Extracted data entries
======
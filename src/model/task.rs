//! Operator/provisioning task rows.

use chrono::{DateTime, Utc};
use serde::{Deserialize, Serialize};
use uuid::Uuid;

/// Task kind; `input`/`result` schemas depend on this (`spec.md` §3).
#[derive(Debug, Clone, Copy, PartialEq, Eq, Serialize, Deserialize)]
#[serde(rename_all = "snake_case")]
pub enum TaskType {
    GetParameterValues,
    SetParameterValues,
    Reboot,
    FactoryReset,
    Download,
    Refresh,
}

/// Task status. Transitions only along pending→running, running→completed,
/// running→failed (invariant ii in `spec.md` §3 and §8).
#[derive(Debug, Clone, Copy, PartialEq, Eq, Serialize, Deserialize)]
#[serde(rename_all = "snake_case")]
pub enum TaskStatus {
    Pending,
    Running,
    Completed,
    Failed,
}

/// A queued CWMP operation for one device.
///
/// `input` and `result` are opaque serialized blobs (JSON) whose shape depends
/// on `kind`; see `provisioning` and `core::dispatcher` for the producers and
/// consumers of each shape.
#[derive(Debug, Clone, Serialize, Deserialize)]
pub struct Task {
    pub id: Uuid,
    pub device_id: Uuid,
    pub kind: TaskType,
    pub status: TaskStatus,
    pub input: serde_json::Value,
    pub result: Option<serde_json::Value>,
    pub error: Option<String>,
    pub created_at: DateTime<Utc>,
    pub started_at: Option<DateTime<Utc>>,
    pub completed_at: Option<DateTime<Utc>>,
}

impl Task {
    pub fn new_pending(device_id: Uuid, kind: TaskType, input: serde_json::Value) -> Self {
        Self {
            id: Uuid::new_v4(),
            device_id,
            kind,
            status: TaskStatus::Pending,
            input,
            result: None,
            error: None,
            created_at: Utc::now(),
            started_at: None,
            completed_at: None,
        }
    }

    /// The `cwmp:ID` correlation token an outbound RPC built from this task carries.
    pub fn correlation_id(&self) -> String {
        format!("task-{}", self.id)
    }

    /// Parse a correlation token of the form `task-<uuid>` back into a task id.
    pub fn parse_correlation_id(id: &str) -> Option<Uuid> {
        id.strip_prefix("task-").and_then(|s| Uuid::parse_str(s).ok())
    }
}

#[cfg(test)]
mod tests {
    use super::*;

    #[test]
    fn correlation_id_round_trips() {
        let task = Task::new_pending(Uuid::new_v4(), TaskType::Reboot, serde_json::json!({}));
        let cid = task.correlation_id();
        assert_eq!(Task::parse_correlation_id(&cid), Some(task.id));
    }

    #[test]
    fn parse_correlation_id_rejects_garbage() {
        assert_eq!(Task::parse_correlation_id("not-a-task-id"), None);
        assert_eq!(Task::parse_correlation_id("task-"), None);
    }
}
======
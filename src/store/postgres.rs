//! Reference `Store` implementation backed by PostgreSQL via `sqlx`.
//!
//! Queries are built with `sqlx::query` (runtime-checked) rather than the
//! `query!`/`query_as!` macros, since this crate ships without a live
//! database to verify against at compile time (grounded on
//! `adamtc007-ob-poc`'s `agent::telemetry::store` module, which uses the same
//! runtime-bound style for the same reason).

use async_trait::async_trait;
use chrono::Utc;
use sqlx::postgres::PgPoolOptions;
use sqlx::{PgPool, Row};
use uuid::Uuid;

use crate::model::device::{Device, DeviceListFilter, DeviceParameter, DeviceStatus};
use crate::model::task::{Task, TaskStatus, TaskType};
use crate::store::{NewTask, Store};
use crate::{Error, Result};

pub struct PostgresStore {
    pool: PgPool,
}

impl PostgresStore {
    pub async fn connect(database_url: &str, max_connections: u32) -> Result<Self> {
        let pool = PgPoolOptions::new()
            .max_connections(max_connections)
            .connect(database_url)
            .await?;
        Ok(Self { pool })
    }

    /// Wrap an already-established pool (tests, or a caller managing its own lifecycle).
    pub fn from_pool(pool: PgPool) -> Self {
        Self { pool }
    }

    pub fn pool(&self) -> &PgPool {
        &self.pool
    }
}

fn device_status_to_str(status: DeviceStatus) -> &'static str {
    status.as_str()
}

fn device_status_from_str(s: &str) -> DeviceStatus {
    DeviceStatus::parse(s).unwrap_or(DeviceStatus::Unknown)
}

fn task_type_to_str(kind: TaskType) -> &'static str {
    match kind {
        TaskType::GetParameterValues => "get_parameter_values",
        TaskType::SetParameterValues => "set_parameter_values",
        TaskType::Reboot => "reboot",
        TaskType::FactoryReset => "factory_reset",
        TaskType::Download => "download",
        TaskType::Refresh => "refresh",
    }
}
======
**EXERCISE:** From the data above, count the lines that contain "FactoryReset" and write only that count.

**RESULT OF THIS EXERCISE:** 2